Return the exact lines spanning from the line with "fn from(page: Page<S>)" through the last line of the entries, boundaries included, and no others.

"""

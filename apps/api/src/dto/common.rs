use movify_core::AppResult;
use movify_domain::{DEFAULT_PAGE_SIZE, Page, PageRequest};
use serde::{Deserialize, Serialize};

/// Health response payload.
#[derive(Debug, Serialize)]
pub struct HealthResponse {
    pub status: &'static str,
    pub ready: bool,
    pub postgres: HealthDependencyStatus,
}

/// One runtime dependency health status.
#[derive(Debug, Serialize)]
pub struct HealthDependencyStatus {
    pub status: &'static str,
    pub detail: Option<String>,
}

/// Zero-based paging parameters.
#[derive(Debug, Clone, Copy, Default, Deserialize)]
pub struct PageQuery {
    pub page_number: Option<u32>,
    pub page_size: Option<u32>,
}

impl PageQuery {
    pub fn into_request(self) -> AppResult<PageRequest> {
        PageRequest::new(
            self.page_number.unwrap_or_default(),
            self.page_size.unwrap_or(DEFAULT_PAGE_SIZE),
        )
    }
}

/// One page of results.
#[derive(Debug, Serialize)]
pub struct PageResponse<T> {
    pub items: Vec<T>,
    pub total: u64,
    pub page_number: u32,
    pub page_size: u32,
}

impl<T, S> From<Page<S>> for PageResponse<T>
where
    T: From<S>,
{
    fn from(page: Page<S>) -> Self {
        Self {
            items: page.items.into_iter().map(T::from).collect(),
            total: page.total,
            page_number: page.page_number,
            page_size: page.page_size,
        }
    }
}
//! REST-operation wire shapes against a scripted transport

mod common;

use common::MockTransport;
use std::sync::Arc;
use upyun::rest::{Endpoint, Error, RestClient, Signer, SigningScheme};

fn client(mock: &Arc<MockTransport>) -> RestClient {
    RestClient::new(
        mock.clone(),
        Signer::new("op".to_string(), "secret", SigningScheme::Digest),
        "demo".to_string(),
        Endpoint::Auto,
    )
}

#[tokio::test]
async fn test_mkdir_posts_folder_header() {
    let mock = Arc::new(MockTransport::new());
    let client = client(&mock);
    client.mkdir("/attachments/newdir").await.unwrap();

    let reqs = mock.requests();
    assert_eq!(reqs.len(), 1);
    assert_eq!(reqs[0].method, "POST");
    assert_eq!(reqs[0].path, "/demo/attachments/newdir");
    assert_eq!(reqs[0].query, None);
    assert_eq!(reqs[0].headers["folder"], "true");
    assert_eq!(reqs[0].headers["content-length"], "0");
    assert!(reqs[0].headers["authorization"].starts_with("UPYUN op:"));
}

#[tokio::test]
async fn test_usage_parses_integer_body() {
    let mock = Arc::new(MockTransport::new());
    mock.respond(200, &[], b"1638400");

    let client = client(&mock);
    assert_eq!(client.usage().await.unwrap(), 1638400);

    let reqs = mock.requests();
    assert_eq!(reqs[0].method, "GET");
    assert_eq!(reqs[0].path, "/demo/");
    assert_eq!(reqs[0].query.as_deref(), Some("usage"));
}

#[tokio::test]
async fn test_usage_rejects_non_numeric_body() {
    let mock = Arc::new(MockTransport::new());
    mock.respond(200, &[], b"<html>service busy</html>");

    let client = client(&mock);
    let err = client.usage().await.unwrap_err();
    assert!(matches!(err, Error::InvalidResponse(_)));
}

"""

- _Problem solution_
    fn from(page: Page<S>) -> Self {
        Self {
            items: page.items.into_iter().map(T::from).collect(),
            total: page.total,
            page_number: page.page_number,
            page_size: page.page_size,
        }
    }
}
//! REST-operation wire shapes against a scripted transport

mod common;

use common::MockTransport;
use std::sync::Arc;
use upyun::rest::{Endpoint, Error, RestClient, Signer, SigningScheme};

fn client(mock: &Arc<MockTransport>) -> RestClient {
    RestClient::new(
        mock.clone(),
        Signer::new("op".to_string(), "secret", SigningScheme::Digest),
        "demo".to_string(),
        Endpoint::Auto,
    )
}

#[tokio::test]
async fn test_mkdir_posts_folder_header() {
    let mock = Arc::new(MockTransport::new());
    let client = client(&mock);
    client.mkdir("/attachments/newdir").await.unwrap();

    let reqs = mock.requests();
    assert_eq!(reqs.len(), 1);
    assert_eq!(reqs[0].method, "POST");
    assert_eq!(reqs[0].path, "/demo/attachments/newdir");
    assert_eq!(reqs[0].query, None);
    assert_eq!(reqs[0].headers["folder"], "true");
    assert_eq!(reqs[0].headers["content-length"], "0");
    assert!(reqs[0].headers["authorization"].starts_with("UPYUN op:"));
}

#[tokio::test]
async fn test_usage_parses_integer_body() {
    let mock = Arc::new(MockTransport::new());
    mock.respond(200, &[], b"1638400");

    let client = client(&mock);
    assert_eq!(client.usage().await.unwrap(), 1638400);

    let reqs = mock.requests();
    assert_eq!(reqs[0].method, "GET");
    assert_eq!(reqs[0].path, "/demo/");
    assert_eq!(reqs[0].query.as_deref(), Some("usage"));
}

#[tokio::test]
async fn test_usage_rejects_non_numeric_body() {
    let mock = Arc::new(MockTransport::new());
    mock.respond(200, &[], b"<html>service busy</html>");

    let client = client(&mock);
    let err = client.usage().await.unwrap_err();
    assert!(matches!(err, Error::InvalidResponse(_)));
}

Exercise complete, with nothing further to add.